[Math] Solving the recurrence $T(n) = \sqrt n T(\sqrt{n}) + \sqrt{n}$

discrete mathematicsrecurrence-relations

A former student of mine was TA-ing an algorithms class last quarter and asked students to solve this famous recurrence relation:

$$T(n) = \sqrt n T(\sqrt{n}) + n$$

There are several ways to solve this recurrence relation and this question has already been asked here.

I was talking to my student about this problem and mentioned that it's quite hard to solve and is pretty dependent on the particular choices being made. As an example, I suggested this variant of a recurrence relation that was less simple to solve:

$$T(n) = \sqrt n T(\sqrt{n}) + \sqrt{n}$$

The TA and I tried solving this recurrence for about an hour and a half without making any progress. Here are a few things we tried:

  • My approach to solving the initial recurrence relation was to draw out a recursion tree and notice that each level of the tree contributes $n$ to the total and that there are $O(\log \log n)$ layers, so the recurrence solves to $O(n \log \log n)$. When I tried doing this here, I noticed that the work per layer was no longer constant; instead, the top layer sums to $\sqrt{n}$, the second layer to $n^{3/4}$, the third to $n^{7/8}$, etc. We got stuck working with the summation $n^{1/2} + n^{3/4} + n^{7/8} + …$.

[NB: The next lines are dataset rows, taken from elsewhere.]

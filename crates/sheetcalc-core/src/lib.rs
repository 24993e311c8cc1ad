//! # sheetcalc-core
//!
//! Worksheet model consumed by the sheetcalc formula engine.
//!
//! This crate provides the data the engine reads while evaluating:
//! - [`CellValue`] - Values stored in cells (numbers, text, booleans, errors, formulas)
//! - [`ErrorCode`] - The fixed catalog of spreadsheet error tokens
//! - [`CellAddress`] and [`CellRange`] - Cell addressing and ranges
//! - [`Workbook`], [`Worksheet`] - Sheets with row visibility metadata
//!
//! ## Example
//!
//! ```rust
//! use sheetcalc_core::{Workbook, CellValue};
//!
//! let mut workbook = Workbook::new();
//! let sheet = workbook.worksheet_mut(0).unwrap();
//!
//! sheet.set_cell_value("A1", 42.0).unwrap();
//! sheet.set_cell_formula("A2", "=A1*2").unwrap();
//! sheet.set_row_hidden(1, true);
//!
//! assert_eq!(sheet.get_value("A1").unwrap(), CellValue::Number(42.0));
//! assert!(sheet.is_row_hidden(1));
//! ```

pub mod cell;
pub mod error;
pub mod workbook;
pub mod worksheet;

// Re-exports for convenience
pub use cell::{CellAddress, CellRange, CellRangeIterator, CellValue, ErrorCode};
pub use error::{Error, Result};
pub use workbook::{DefinedName, Workbook};
pub use worksheet::Worksheet;

/// Maximum number of rows in a worksheet (Excel limit)
pub const MAX_ROWS: u32 = 1_048_576;

/// Maximum number of columns in a worksheet (Excel limit)
pub const MAX_COLS: u16 = 16_384;

/// Maximum length of a sheet name
pub const MAX_SHEET_NAME_LEN: usize = 31;
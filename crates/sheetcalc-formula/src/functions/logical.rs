//! Logical functions

use super::arg;
use crate::ast::Expr;
use crate::broadcast::{lift1, lift3};
use crate::coerce::CalcResult;
use crate::compat::CalcSettings;
use crate::context::EvaluationContext;
use crate::error::FormulaResult;
use crate::evaluator::evaluate;
use crate::value::Value;
use sheetcalc_core::ErrorCode;

/// Truth value of one flattened argument; `None` for blanks
fn truth_value(value: &Value, settings: &CalcSettings) -> CalcResult<Option<bool>> {
    match value {
        Value::Empty => Ok(None),
        Value::Boolean(b) => Ok(Some(*b)),
        Value::Number(n) => Ok(Some(*n != 0.0)),
        Value::Text(s) => settings.parse_boolean(s).map(Some).ok_or(ErrorCode::Value),
        Value::Error(e) => Err(*e),
        Value::Array(_) => Err(ErrorCode::Value),
    }
}

/// Count `(true, total)` over every scalar of every argument, skipping blanks
fn count_true_values(args: &[Value], settings: &CalcSettings) -> CalcResult<(usize, usize)> {
    let mut true_count = 0;
    let mut total = 0;
    for value in args.iter().flat_map(Value::scalars) {
        if let Some(b) = truth_value(value, settings)? {
            total += 1;
            true_count += usize::from(b);
        }
    }
    Ok((true_count, total))
}

fn logical_result(args: &[Value], ctx: &EvaluationContext, rule: fn(usize, usize) -> bool) -> Value {
    match count_true_values(args, ctx.settings) {
        Ok((true_count, total)) => Value::Boolean(rule(true_count, total)),
        Err(e) => Value::Error(e),
    }
}

/// AND: true when every non-blank argument is true
pub fn fn_and(args: &[Value], ctx: &EvaluationContext) -> Value {
    logical_result(args, ctx, |t, total| t > 0 && t == total)
}

/// OR: true when at least one argument is true
pub fn fn_or(args: &[Value], ctx: &EvaluationContext) -> Value {
    logical_result(args, ctx, |t, _| t > 0)
}

/// XOR: true when an odd number of arguments are true
pub fn fn_xor(args: &[Value], ctx: &EvaluationContext) -> Value {
    logical_result(args, ctx, |t, _| t % 2 == 1)
}

/// NOT, element-wise over arrays
pub fn fn_not(args: &[Value], ctx: &EvaluationContext) -> Value {
    lift1(arg(args, 0), |value| {
        let b = truth_value(value, ctx.settings)?.unwrap_or(false);
        Ok(Value::Boolean(!b))
    })
}

pub fn fn_true(_args: &[Value], _ctx: &EvaluationContext) -> Value {
    Value::Boolean(true)
}

pub fn fn_false(_args: &[Value], _ctx: &EvaluationContext) -> Value {
    Value::Boolean(false)
}

/// A skipped branch (`IF(A1,,1)`) yields 0
fn evaluate_branch(expr: Option<&Expr>, default: Value, ctx: &EvaluationContext) -> FormulaResult<Value> {
    match expr {
        None => Ok(default),
        Some(Expr::Missing) => Ok(Value::Number(0.0)),
        Some(expr) => evaluate(expr, ctx),
    }
}

/// IF: only the branch that is taken gets evaluated
///
/// An array condition evaluates both branches and picks per element.
pub fn fn_if(args: &[Expr], ctx: &EvaluationContext) -> FormulaResult<Value> {
    let condition = evaluate(&args[0], ctx)?;

    if condition.is_array() {
        let when_true = evaluate_branch(args.get(1), Value::Boolean(true), ctx)?;
        let when_false = evaluate_branch(args.get(2), Value::Boolean(false), ctx)?;
        return Ok(lift3(&condition, &when_true, &when_false, |c, t, f| {
            let take = truth_value(c, ctx.settings)?.unwrap_or(false);
            Ok(if take { t.clone() } else { f.clone() })
        }));
    }

    match truth_value(&condition, ctx.settings) {
        Ok(Some(true)) => evaluate_branch(args.get(1), Value::Boolean(true), ctx),
        Ok(_) => evaluate_branch(args.get(2), Value::Boolean(false), ctx),
        Err(e) => Ok(Value::Error(e)),
    }
}

fn replace_errors(
    args: &[Expr],
    ctx: &EvaluationContext,
    matches: fn(ErrorCode) -> bool,
) -> FormulaResult<Value> {
    let value = evaluate(&args[0], ctx)?;
    let caught = |v: &Value| v.error().map_or(false, matches);

    if !value.scalars().any(caught) {
        return Ok(value);
    }
    let fallback = evaluate_branch(args.get(1), Value::Number(0.0), ctx)?.into_scalar();
    Ok(match value {
        Value::Array(array) => Value::Array(array.map(|v| {
            if caught(v) {
                fallback.clone()
            } else {
                v.clone()
            }
        })),
        _ => fallback,
    })
}

/// IFERROR: the fallback is evaluated only if an error shows up
pub fn fn_iferror(args: &[Expr], ctx: &EvaluationContext) -> FormulaResult<Value> {
    replace_errors(args, ctx, |_| true)
}

/// IFNA: like IFERROR but only for `#N/A`
pub fn fn_ifna(args: &[Expr], ctx: &EvaluationContext) -> FormulaResult<Value> {
    replace_errors(args, ctx, |e| e.is_na())
}

#[cfg(test)]
mod tests {
    use super::*;
    use crate::compat::CompatibilityMode;
    use crate::evaluator::evaluate_cell_formula;
    use crate::value::Array;
    use pretty_assertions::assert_eq;
    use proptest::prelude::*;

    fn eval(formula: &str) -> Value {
        evaluate_cell_formula(formula, &EvaluationContext::simple())
    }

    fn ctx() -> EvaluationContext<'static> {
        EvaluationContext::simple()
    }

    #[test]
    fn test_and() {
        assert_eq!(eval("=AND(TRUE,TRUE)"), Value::Boolean(true));
        assert_eq!(eval("=AND(TRUE,FALSE)"), Value::Boolean(false));
        assert_eq!(eval("=AND(1,2,\"true\")"), Value::Boolean(true));
        assert_eq!(eval("=AND({1,1,0})"), Value::Boolean(false));
        assert_eq!(eval("=AND(TRUE,\"maybe\")"), Value::Error(ErrorCode::Value));
    }

    #[test]
    fn test_blank_only_arguments_are_false() {
        assert_eq!(fn_and(&[Value::Empty], &ctx()), Value::Boolean(false));
        assert_eq!(fn_or(&[Value::Empty], &ctx()), Value::Boolean(false));
        assert_eq!(fn_xor(&[Value::Empty, Value::Empty], &ctx()), Value::Boolean(false));
        assert_eq!(fn_and(&[Value::Empty, Value::Boolean(true)], &ctx()), Value::Boolean(true));
        assert_eq!(eval("=AND()"), Value::Error(ErrorCode::Value));
    }

    #[test]
    fn test_or_and_xor() {
        assert_eq!(eval("=OR(FALSE,0,1)"), Value::Boolean(true));
        assert_eq!(eval("=OR(FALSE,0)"), Value::Boolean(false));
        assert_eq!(eval("=XOR(TRUE,TRUE)"), Value::Boolean(false));
        assert_eq!(eval("=XOR(TRUE,TRUE,TRUE)"), Value::Boolean(true));
    }

    #[test]
    fn test_errors_propagate() {
        assert_eq!(eval("=OR(TRUE,#N/A)"), Value::Error(ErrorCode::Na));
        assert_eq!(eval("=NOT(#DIV/0!)"), Value::Error(ErrorCode::Div0));
    }

    #[test]
    fn test_not_text() {
        assert_eq!(eval("=NOT(\"TRUE\")"), Value::Boolean(false));
        assert_eq!(eval("=NOT(\"false\")"), Value::Boolean(true));
        assert_eq!(eval("=NOT(\"anything else\")"), Value::Error(ErrorCode::Value));
        assert_eq!(fn_not(&[Value::Empty], &ctx()), Value::Boolean(true));
        assert_eq!(eval("=NOT(0)"), Value::Boolean(true));
    }

    #[test]
    fn test_localized_tokens() {
        let settings = CalcSettings::new(CompatibilityMode::Excel).with_boolean_tokens("WAHR", "FALSCH");
        let ctx = EvaluationContext::with_settings(&settings);
        assert_eq!(evaluate_cell_formula("=NOT(\"wahr\")", &ctx), Value::Boolean(false));
        assert_eq!(evaluate_cell_formula("=AND(\"WAHR\",\"TRUE\")", &ctx), Value::Boolean(true));
        assert_eq!(
            evaluate_cell_formula("=OR(\"FALSCH\")", &ctx),
            Value::Boolean(false)
        );
    }

    #[test]
    fn test_not_broadcasts() {
        assert_eq!(
            eval("=NOT({TRUE,0;\"x\",1})"),
            Value::Array(Array::new(
                2,
                2,
                vec![
                    Value::Boolean(false),
                    Value::Boolean(true),
                    Value::Error(ErrorCode::Value),
                    Value::Boolean(false),
                ]
            ))
        );
    }

    #[test]
    fn test_if_short_circuits() {
        // the untaken branch would fail structurally if it were evaluated
        assert_eq!(eval("=IF(TRUE,1,NOSUCH())"), Value::Number(1.0));
        assert_eq!(eval("=IF(0,NOSUCH(),2)"), Value::Number(2.0));
        assert_eq!(eval("=IF(FALSE,1)"), Value::Boolean(false));
        assert_eq!(eval("=IF(TRUE,,1)"), Value::Number(0.0));
        assert_eq!(eval("=IF(\"x\",1,2)"), Value::Error(ErrorCode::Value));
        assert_eq!(eval("=IF(#REF!,1,2)"), Value::Error(ErrorCode::Ref));
    }

    #[test]
    fn test_if_needs_a_branch() {
        assert_eq!(eval("=IF(TRUE)"), Value::Error(ErrorCode::Value));
    }

    #[test]
    fn test_if_array_condition() {
        assert_eq!(
            eval("=IF({TRUE,FALSE},\"y\",\"n\")"),
            Value::Array(Array::new(1, 2, vec![Value::text("y"), Value::text("n")]))
        );
    }

    #[test]
    fn test_iferror_and_ifna() {
        assert_eq!(eval("=IFERROR(1/0,\"bad\")"), Value::text("bad"));
        assert_eq!(eval("=IFERROR(5,NOSUCH())"), Value::Number(5.0));
        assert_eq!(eval("=IFNA(#N/A,7)"), Value::Number(7.0));
        assert_eq!(eval("=IFNA(1/0,7)"), Value::Error(ErrorCode::Div0));
        assert_eq!(
            eval("=IFERROR({1,#NUM!},0)"),
            Value::Array(Array::new(1, 2, vec![Value::Number(1.0), Value::Number(0.0)]))
        );
    }

    #[test]
    fn test_true_false_functions() {
        assert_eq!(eval("=TRUE()"), Value::Boolean(true));
        assert_eq!(eval("=FALSE()"), Value::Boolean(false));
    }

    proptest! {
        #[test]
        fn prop_xor_is_parity_of_true_count(flags in proptest::collection::vec(any::<bool>(), 1..12)) {
            let args: Vec<Value> = flags.iter().copied().map(Value::Boolean).collect();
            let trues = flags.iter().filter(|b| **b).count();
            prop_assert_eq!(fn_xor(&args, &ctx()), Value::Boolean(trues % 2 == 1));
            prop_assert_eq!(fn_and(&args, &ctx()), Value::Boolean(trues == flags.len()));
            prop_assert_eq!(fn_or(&args, &ctx()), Value::Boolean(trues > 0));
        }
    }
}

  • We tried using the iteration method to unroll the recurrence. With the original recurrence relation, this works out nicely; here, we got stuck at the same summation given above.

I'm completely stuck trying to figure out how to solve this recurrence relation. There's nothing riding on it per se – I don't need to solve it for any particular reason – but the fact that we arrived at it by a straightforward modification of a common algorithms problem set question makes it all the more enticing.

Any idea how to solve this recurrence?

Thanks!

Best Answer

As you mention, the explicit solution (assuming appropriate initial conditions) is $$ \begin{align*} T(n) &= n^{1/2} + n^{3/4} + \cdots + n^{1-1/\log n} \\ &= n \left(\frac{1}{n^{1/2}} + \frac{1}{n^{1/4}} + \cdots + \frac{1}{n^{1/\log n}} \right). \end{align*} $$ Note that $1/n^{1/\log n} = 1/2$. Another way of writing the same formula is $$ T(n) = n\left(\frac{1}{2} + \frac{1}{2^2} + \frac{1}{2^4} + \cdots + \frac{1}{2^{2^{\log\log n-1}}} \right). $$ The infinite series $$ \sum_{k=0}^\infty \frac{1}{2^{2^k}} $$ converges to some limit $L \approx 0.81642$, and so $$ T(n) = Ln + o(n), $$ the formula holding for $n$ of the form $2^{2^k}$.